*Task item*: Exactly as given, output all the records that follow.

◆ ◆ ◆ ◆ ◆ ◆ ◆

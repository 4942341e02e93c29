//! # s2cli
//!
//! A command-line client for the Semantic Scholar API: search academic
//! papers, look up authors, fetch citation graphs, and export BibTeX.
//!
//! ## Architecture
//!
//! The library is organized into a few modules:
//!
//! - [`api`]: the retry-aware request pipeline and error taxonomy
//! - [`formatters`]: JSON, table, and BibTeX output formatting
//! - [`config`]: configuration file support
//! - [`utils`]: terminal display helpers

pub mod api;
pub mod config;
pub mod formatters;
pub mod utils;

// Re-export commonly used types
pub use api::{ApiError, ClientError, ErrorCode, RetryPolicy, SemanticScholar};

/// Library version
pub const VERSION: &str = env!("CARGO_PKG_VERSION");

◆ ◆ ◆ ◆ ◆ ◆ ◆

*Written response*:
repository 4942341e02e93c29
//! # s2cli
//!
//! A command-line client for the Semantic Scholar API: search academic
//! papers, look up authors, fetch citation graphs, and export BibTeX.
//!
//! ## Architecture
//!
//! The library is organized into a few modules:
//!
//! - [`api`]: the retry-aware request pipeline and error taxonomy
//! - [`formatters`]: JSON, table, and BibTeX output formatting
//! - [`config`]: configuration file support
//! - [`utils`]: terminal display helpers

pub mod api;
pub mod config;
pub mod formatters;
pub mod utils;

// Re-export commonly used types
pub use api::{ApiError, ClientError, ErrorCode, RetryPolicy, SemanticScholar};

/// Library version
pub const VERSION: &str = env!("CARGO_PKG_VERSION");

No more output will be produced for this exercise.